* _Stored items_

[Start of Attachment]

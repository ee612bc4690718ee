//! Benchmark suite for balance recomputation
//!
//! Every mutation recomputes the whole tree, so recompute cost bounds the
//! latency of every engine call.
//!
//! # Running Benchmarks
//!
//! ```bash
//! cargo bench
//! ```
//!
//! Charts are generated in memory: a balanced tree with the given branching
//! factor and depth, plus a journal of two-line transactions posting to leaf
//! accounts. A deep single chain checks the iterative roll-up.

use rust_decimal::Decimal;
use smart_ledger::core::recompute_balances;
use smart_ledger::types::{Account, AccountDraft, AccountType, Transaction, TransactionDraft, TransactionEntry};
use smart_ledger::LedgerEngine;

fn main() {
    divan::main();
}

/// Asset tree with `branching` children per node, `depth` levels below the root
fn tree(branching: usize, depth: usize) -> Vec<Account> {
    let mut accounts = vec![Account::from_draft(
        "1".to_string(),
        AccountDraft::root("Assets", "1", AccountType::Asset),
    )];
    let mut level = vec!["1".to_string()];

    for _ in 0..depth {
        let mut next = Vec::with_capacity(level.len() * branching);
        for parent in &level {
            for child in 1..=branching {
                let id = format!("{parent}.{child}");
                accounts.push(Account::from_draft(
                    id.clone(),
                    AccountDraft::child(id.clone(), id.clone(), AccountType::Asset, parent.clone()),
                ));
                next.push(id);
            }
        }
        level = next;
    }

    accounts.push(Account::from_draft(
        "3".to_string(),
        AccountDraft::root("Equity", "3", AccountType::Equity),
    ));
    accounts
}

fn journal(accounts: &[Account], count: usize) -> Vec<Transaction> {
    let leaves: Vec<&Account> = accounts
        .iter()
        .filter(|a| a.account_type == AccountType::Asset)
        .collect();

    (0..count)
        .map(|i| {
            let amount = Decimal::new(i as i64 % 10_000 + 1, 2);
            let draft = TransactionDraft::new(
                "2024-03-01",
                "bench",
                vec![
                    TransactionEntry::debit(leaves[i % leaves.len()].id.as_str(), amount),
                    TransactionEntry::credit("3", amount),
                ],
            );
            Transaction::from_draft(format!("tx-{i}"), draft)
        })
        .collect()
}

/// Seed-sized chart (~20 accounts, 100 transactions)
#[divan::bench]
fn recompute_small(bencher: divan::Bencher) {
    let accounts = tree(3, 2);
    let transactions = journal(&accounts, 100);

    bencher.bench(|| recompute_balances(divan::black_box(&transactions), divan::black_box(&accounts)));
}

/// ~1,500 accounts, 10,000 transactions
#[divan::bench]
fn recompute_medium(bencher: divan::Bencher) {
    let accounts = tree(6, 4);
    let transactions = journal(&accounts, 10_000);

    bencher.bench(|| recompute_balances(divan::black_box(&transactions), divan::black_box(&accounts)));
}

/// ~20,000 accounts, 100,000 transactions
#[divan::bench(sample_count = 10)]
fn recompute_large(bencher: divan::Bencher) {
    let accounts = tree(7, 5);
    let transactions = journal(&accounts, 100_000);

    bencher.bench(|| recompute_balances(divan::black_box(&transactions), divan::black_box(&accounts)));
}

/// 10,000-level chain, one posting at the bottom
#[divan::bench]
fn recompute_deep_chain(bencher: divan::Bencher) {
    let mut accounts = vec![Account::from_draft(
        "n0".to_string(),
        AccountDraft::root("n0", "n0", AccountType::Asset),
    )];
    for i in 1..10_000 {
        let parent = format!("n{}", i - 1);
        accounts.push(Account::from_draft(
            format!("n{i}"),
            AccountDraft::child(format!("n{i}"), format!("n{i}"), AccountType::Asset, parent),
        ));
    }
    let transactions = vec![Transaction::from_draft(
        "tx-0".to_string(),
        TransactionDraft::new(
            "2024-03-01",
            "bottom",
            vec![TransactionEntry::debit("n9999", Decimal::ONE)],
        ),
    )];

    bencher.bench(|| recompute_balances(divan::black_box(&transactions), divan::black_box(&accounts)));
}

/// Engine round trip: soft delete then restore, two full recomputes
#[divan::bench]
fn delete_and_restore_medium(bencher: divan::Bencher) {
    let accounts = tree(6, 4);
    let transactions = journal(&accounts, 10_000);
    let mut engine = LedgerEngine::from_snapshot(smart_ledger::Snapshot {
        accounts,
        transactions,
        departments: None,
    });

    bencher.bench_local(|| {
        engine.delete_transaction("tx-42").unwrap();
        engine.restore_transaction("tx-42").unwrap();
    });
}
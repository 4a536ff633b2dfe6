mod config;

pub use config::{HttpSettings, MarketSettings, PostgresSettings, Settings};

[End of Attachment]

* _ACTIVITY_
Of the entries above, repeat exactly the lines from the line with "use smart_ledger::LedgerEngine;" through the line with "for _ in 0..depth", both of them included.

* _RESULT OF THIS EXERCISE_
use smart_ledger::LedgerEngine;

fn main() {
    divan::main();
}

/// Asset tree with `branching` children per node, `depth` levels below the root
fn tree(branching: usize, depth: usize) -> Vec<Account> {
    let mut accounts = vec![Account::from_draft(
        "1".to_string(),
        AccountDraft::root("Assets", "1", AccountType::Asset),
    )];
    let mut level = vec!["1".to_string()];

    for _ in 0..depth {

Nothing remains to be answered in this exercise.